凌晨两点,暗房的红光下,小杨盯着显影液里缓缓浮现的胶片,心一点点往下沉。目的条带的位置倒是出来了,可旁边还有三四条莫名其妙的杂带,背景一片灰蒙蒙,像被人泼了一层雾。这已经是第三次重复了,换了封闭液,改了洗膜条件,结果还是一样。他看了眼实验记录本——这批样品是从半年前开始准备的,兔子免疫、采血、纯化,每一步都走得规规矩矩,偏偏最后卡在了特异性上。
做实验的人都知道,特异性差的抗体,比没抗体还让人头疼。没抗体,你至少知道自己缺什么,可以想别的办法。可特异性差呢?它给了你信号,但你不确定哪个信号是真的。那种感觉就像手里拿着一把钥匙,插进锁孔能转,可就是打不开门,你甚至分不清是钥匙的问题还是锁的问题。
兔抗体制备里,特异性问题其实挺常见的。尤其是针对那些家族蛋白、同源性高的靶点,或者修饰位点(比如磷酸化、乙酰化),一不小心,抗体就跟亲兄弟“攀了亲戚”,该认的不该认的全认了。更麻烦的是,很多时候等你发现特异性有问题,已经是大半年之后了——兔子早已放归,纯化批次已经用完,项目卡在半路,进退两难。
我认识一位做神经科学的老师,当年研究一个突触蛋白的磷酸化形式。抗体拿回来,WB跑出来条带倒是漂亮,可后来做了质谱验证,发现抗体不光认了目标位点,还把另外一个结构域也认了。那篇投出去的论文,审稿意见里就有一条直指这个问题。没办法,推翻重来,又折腾了一年。
那之后他长了个心眼。再委托制备抗体时,不光要求亲和纯化,还专门做了抗原特异性吸附和交叉反应验证。他说,多花这点功夫,总比发了文章被人质疑强。

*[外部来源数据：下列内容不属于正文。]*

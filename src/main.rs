use std::path::PathBuf;
use std::sync::Arc;
use std::time::Duration;

use clap::Parser;
use tracing::info;
use tracing_subscriber::EnvFilter;

use fb_index::config::{DaemonConfig, ProjectConfig};
use fb_index::core::Project;
use fb_index::event::{EventPipeline, EventWatcher};
use fb_index::index::{FileBasedIndex, FileNameIndex, IdentifierIndex};
use fb_index::query::QueryServer;

#[derive(Parser, Debug)]
#[command(name = "fb-index", version, about = "Incremental file-based index daemon")]
struct Cli {
    /// TOML 配置文件
    #[arg(short, long)]
    config: Option<PathBuf>,

    /// 覆盖配置中的索引目录
    #[arg(long)]
    index_root: Option<PathBuf>,

    /// 追加一个项目（目录名即项目名），可重复
    #[arg(short, long = "root")]
    roots: Vec<PathBuf>,

    /// HTTP 查询端口
    #[arg(short, long)]
    port: Option<u16>,

    /// 周期性状态日志间隔（秒，0 关闭）
    #[arg(long, default_value_t = 300)]
    report_secs: u64,
}

#[tokio::main]
async fn main() -> anyhow::Result<()> {
    tracing_subscriber::fmt()
        .with_env_filter(EnvFilter::try_from_default_env().unwrap_or_else(|_| EnvFilter::new("info")))
        .init();

    let cli = Cli::parse();
    let mut config = DaemonConfig::load_or_default(cli.config.as_deref())?;
    if let Some(root) = cli.index_root {
        config.engine.index_root = root;
    }
    if let Some(port) = cli.port {
        config.port = port;
    }
    for (i, root) in cli.roots.into_iter().enumerate() {
        let name = root
            .file_name()
            .map(|n| n.to_string_lossy().into_owned())
            .unwrap_or_else(|| format!("root-{}", i));
        config.projects.push(ProjectConfig {
            name,
            roots: vec![root],
        });
    }

    info!("Starting fb-index, index root {:?}", config.engine.index_root);

    let engine = FileBasedIndex::builder(config.engine.clone())
        .register(IdentifierIndex::new(&config.source_globs)?)
        .register(FileNameIndex)
        .open()?;

    // 事件管道先于扫描启动，扫描期间的修改不会丢
    let pipeline = Arc::new(EventPipeline::new(
        engine.clone(),
        Duration::from_millis(config.debounce_ms),
    ));
    let (mut watcher, rx) =
        EventWatcher::start(config.event_channel_size, pipeline.overflow_counter())?;
    let watch_list: Vec<PathBuf> = config
        .projects
        .iter()
        .flat_map(|p| p.roots.iter().cloned())
        .collect();
    let watched = watcher.watch(&watch_list);
    info!("Watching {} roots ({} configured)", watched, watch_list.len());
    tokio::spawn(pipeline.clone().run(rx));

    for project in &config.projects {
        let handle = engine.open_project(Project::from(project));
        tokio::task::spawn_blocking(move || match handle.join() {
            Ok(outcome) => info!(
                "Project '{}' scanned: {} files, {} updated, {} skipped, {} failed",
                outcome.project, outcome.files, outcome.updated, outcome.skipped, outcome.failed
            ),
            Err(e) => tracing::error!("Project scan failed: {}", e),
        });
    }

    let server = QueryServer::new(engine.clone(), Some(pipeline.clone()));
    let port = config.port;
    tokio::spawn(async move {
        if let Err(e) = server.run(port).await {
            tracing::error!("Query server stopped: {}", e);
        }
    });

    if cli.report_secs > 0 {
        let engine = engine.clone();
        let pipeline = pipeline.clone();
        let period = Duration::from_secs(cli.report_secs);
        tokio::spawn(async move {
            let mut ticker = tokio::time::interval(period);
            ticker.tick().await;
            loop {
                ticker.tick().await;
                info!("\n{}\n{}", engine.report(), pipeline.stats());
            }
        });
    }

    info!("fb-index ready. Query via: http://localhost:{}/data?index=Identifiers&key=main", port);

    tokio::signal::ctrl_c().await?;
    info!("Shutting down...");
    drop(watcher);
    engine.close()?;
    Ok(())
}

其实特异性这件事,能不能在制备阶段就打好基础?我觉得是能的。关键在于免疫原的设计和筛选标准。很多人制备抗体时,只关心效价高不高、滴度够不够,却忽略了筛选过程里对交叉反应的排查。比如,如果你的靶点蛋白和家族里其他成员有同源序列,免疫原设计时就该避开这段区域,或者主动把这段序列用来做负筛选——那些同时结合了“亲戚”的克隆,从一开始就淘汰掉。
优品生物在服务客户时,常会问一个问题:你的抗体将来会用在什么样本里?组织裂解液?细胞爬片?还是石蜡切片?不同应用对特异性的要求差别很大。比如做免疫组化,背景干净比什么都重要;做流式,则要求抗体不跟Fc受体发生非特异性结合。提前把这些场景说清楚,制备时就能在纯化阶段做针对性处理,该做抗原亲和吸附的做吸附,该做预清除的做预清除。
那位老师后来换了一种制备思路,不再追求“万能抗体”,而是让这批抗体专门服务于他的实验体系。最终拿到的抗体,效价不是最高的,但跑出来的条带干净利落,跟他之前的数据一比,简直是换了天地。他跟我说了一句话,我记到现在:“特异性的好坏,不是纯化柱能决定的,是你在开始之前有没有把实验场景想清楚。”
这话说得在理。很多时候我们制备抗体,只想着“有”就行,等到了应用阶段才发现,光有不够,还得准。而那些因为特异性差导致的数据争议、实验延误、文章返修,消耗的精力远比你想象的多。
所以,当你准备开始一次兔抗体制备时,不妨坐下来,把你将来的实验场景在脑子里过一遍。会跑什么样品?用什么检测方法?有没有同源蛋白会出来“捣乱”?把这些细节提前告诉制备方,让他们在免疫原设计、筛选标准和纯化工艺上做出相应安排。一次制备,把特异性问题摁在源头,后续的实验才能走得踏实。
说到底,做科研的人追求的不是“多”,而是“准”。一份特异性过硬的抗体,远比十份似是而非的抗体更让人安心。因为它让你每一次加样、每一条条带、每一个数据,都能挺直腰杆地写进论文里。